Is there an easy description of the structure of this infinite group? Let $S_\infty$ denote the full symmetric group on countably many points and index the points by $\mathbb{N}$. For any weight (for lack of a better name) function $w:\mathbb{N}\rightarrow\mathbb R^+$, define a subgroup $S_\infty(w)\subset S_\infty$ as follows:
$$S_\infty(w) := \{\pi\in S_\infty|\sum_{\pi(k)\neq k} w(k)<\infty \}$$
The intuitive idea is that given a weight function $w$ a permutation $\pi\in S_\infty$ is in $S_\infty(w)$ if the sum of the weights of all points moved by $\pi$ is finite.
There are two well-known examples of such subgroups:


*

*$S_\infty(1)$ is the group of finitely supported permutations of $\mathbb{N}$ or equivalently the direct limit of the finite symmetric groups.
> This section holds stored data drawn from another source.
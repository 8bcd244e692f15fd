//! Event subscription bus.
//!
//! Unsolicited simulator events are fanned out to listeners registered by
//! event name.  The bus is independent of the command correlation table:
//! an event nobody asked for is still delivered to its subscribers.
//!
//! ```text
//! ┌─────────────┐     ┌──────────────────────┐     ┌─────────────┐
//! │ engine      │────▶│  name → [listener…]  │────▶│ callbacks   │
//! │ (inbound)   │     │  (registration order)│     │ (user code) │
//! └─────────────┘     └──────────────────────┘     └─────────────┘
//! ```
//!
//! Listeners are invoked with no bus borrow held, so a callback may
//! subscribe or unsubscribe freely.

use std::cell::RefCell;
use std::collections::HashMap;
use std::rc::{Rc, Weak};

use log::debug;

use crate::rpc::message::EventMessage;

/// Callback invoked for every matching event.
pub type Listener = Rc<dyn Fn(&EventMessage)>;

/// Options for [`EventBus::listen`].
#[derive(Debug, Clone, Copy, Default, PartialEq, Eq)]
pub struct ListenOptions {
    /// Remove the listener before its first invocation.
    pub once: bool,
}

impl ListenOptions {
    pub const ONCE: Self = Self { once: true };
}

struct ListenerEntry {
    id: u64,
    once: bool,
    callback: Listener,
}

/// Event name → ordered listener list.
#[derive(Default)]
pub struct EventBus {
    next_id: u64,
    listeners: HashMap<String, Vec<ListenerEntry>>,
}

impl EventBus {
    pub fn new() -> Self {
        Self::default()
    }

    /// Register `callback` for `event` and return its handle.
    pub fn listen(
        bus: &Rc<RefCell<Self>>,
        event: &str,
        callback: impl Fn(&EventMessage) + 'static,
        options: ListenOptions,
    ) -> Subscription {
        let mut this = bus.borrow_mut();
        let id = this.next_id;
        this.next_id += 1;
        this.listeners
            .entry(event.to_owned())
            .or_default()
            .push(ListenerEntry {
                id,
                once: options.once,
                callback: Rc::new(callback),
            });

        Subscription {
            bus: Rc::downgrade(bus),
            event: event.to_owned(),
            id,
        }
    }

    /// Deliver `message` to every listener of its event name.
    ///
    /// One-shot listeners are removed before any callback runs.  Returns
    /// the number of listeners invoked.
    pub fn dispatch(bus: &Rc<RefCell<Self>>, message: &EventMessage) -> usize {
        let targets = bus.borrow_mut().take_targets(&message.event);
        for callback in &targets {
            callback(message);
        }
        if targets.is_empty() {
            debug!("EVT: no listeners for {}", message.event);
        }
        targets.len()
    }

    fn take_targets(&mut self, event: &str) -> Vec<Listener> {
        let Some(entries) = self.listeners.get_mut(event) else {
            return Vec::new();
        };
        let targets = entries.iter().map(|e| Rc::clone(&e.callback)).collect();
        entries.retain(|e| !e.once);
        if entries.is_empty() {
            self.listeners.remove(event);
        }
        targets
    }

    fn remove(&mut self, event: &str, id: u64) -> bool {
        let Some(entries) = self.listeners.get_mut(event) else {
            return false;
        };
        let before = entries.len();
        entries.retain(|e| e.id != id);
        let removed = entries.len() != before;
        if entries.is_empty() {
            self.listeners.remove(event);
        }
        removed
    }

    /// Number of listeners currently registered for `event`.
    pub fn listener_count(&self, event: &str) -> usize {
        self.listeners.get(event).map_or(0, Vec::len)
    }
}

/// Handle to one registered listener.
///
/// Dropping the handle does not unsubscribe; call [`unsubscribe`](Self::unsubscribe).
#[must_use = "the listener stays registered until `unsubscribe` is called"]
pub struct Subscription {
    bus: Weak<RefCell<EventBus>>,
    event: String,
    id: u64,
}

impl Subscription {
    pub fn event(&self) -> &str {
        &self.event
    }

    /// Remove the listener.  Returns `false` if it was already gone
    /// (one-shot listener that fired, or the bus was dropped).
    pub fn unsubscribe(self) -> bool {
        self.bus
            .upgrade()
            .is_some_and(|bus| bus.borrow_mut().remove(&self.event, self.id))
    }
}

impl core::fmt::Debug for Subscription {
    fn fmt(&self, f: &mut core::fmt::Formatter<'_>) -> core::fmt::Result {
        f.debug_struct("Subscription")
            .field("event", &self.event)
            .field("id", &self.id)
            .finish()
    }
}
*$S_\infty(\frac{1}{n^2})$ is simply $S_\infty$ since the series $\{\frac{1}{n^2}\}$ is convergent.
So in this context, I have been thinking about the group $G := S_\infty(\frac{1}{n})$. It is clear $S_\infty(1)\not\cong G$ since $G$ contains many subgroups isomorphic to $S_\infty$ (for example the set of all permutations of the points indexed by $b^i$ for $b$ fixed and $i\in\mathbb{N}$).
On the other hand,  $G$ contains a proper subgroup isomorphic to the direct sum of countably many copies of $S_\infty$, so in particular it is easy to see $S_\infty\not\cong G$ since in $G$ elements of infinite order always have nontrivial centralizers while in $S_\infty$ this is not always the case.


Question: Aside from the description of $G$ as $S_\infty(\frac{1}{n})$, is there any easy to describe/understand presentation of this group?


Primarily I am torn on whether $G$ is itself isomorphic to a direct sum of countably many copies of $S_\infty$; every time I attempt to describe such an isomorphism, there are elements of $G$ not accounted for.
 A: Not an answer, just a series of observations which will hopefully be of some use, and too long for a comment.  The last observation might be relevant to your question about whether $G$ is the direct sum of countably many copies of $S_\infty$, unless I've over-simplified something.


*

*For each weight $w$, we may associate the collection 
$$I_w = \left\{A \subseteq \omega\ |\ \sum_{n \in A}w(n) < \infty\right\}$$
Then $I_w = P(\omega)$ iff $\sum_{n \in \omega} w(n) < \infty$.  If the series is divergent, then $I_w$ is a non-principal ideal extending the ideal $\mathrm{Fin}$ of finite sets, and moreover this ideal is not maximal, i.e. its dual filter is not an ultrafilter.

*$S_{\infty}(w) = \bigcup _{A \in I_w}S_A$ where $S_A$ is the subgroup of $S_{\infty}$ which fixes $\omega \setminus A$ pointwise, i.e. it's the set of permutations of $A$.  

*The map $(I_w,\subseteq) \to ($subgroups of $S_\infty,\leq)$ defined by $A \mapsto S_A$ is an injective homomorphism of posets.  We're essentially interested in the union of the range of this map, but unfortunately this is not equal to the image of the union of the domain of this map.

*Also note that $(I_w,\subseteq)$ is a lattice and a directed set, as is the range of the above map.

*If $\lim_{n\to\infty}w(n) = 0$ but $\sum_{n\in\omega}w(n) = \infty$, then there is no partition of $\omega$ into countably many infinite sets $A_n (n \in \omega)$ such that $S_\infty(w)$ is isomorphic to the direct sum of the $S_{A_n}$ in the "obvious" way.  That is, $S_\infty(w)$ doesn't consist merely of those permutations which can be expressed as a finite product of elements from finitely many of the $S_{A_n}$. [Proof: For each $n$, pick some $m_n \in A_n$ such that $w(m_n) < 2^{-n}$.  Set $A = \{m_n : n \in \omega\}$.  Then $S_A \leq S_{\infty}(w)$ but there are elements of $S_A$ which can't be written as a finite product of elements of the $S_{A_n}$.]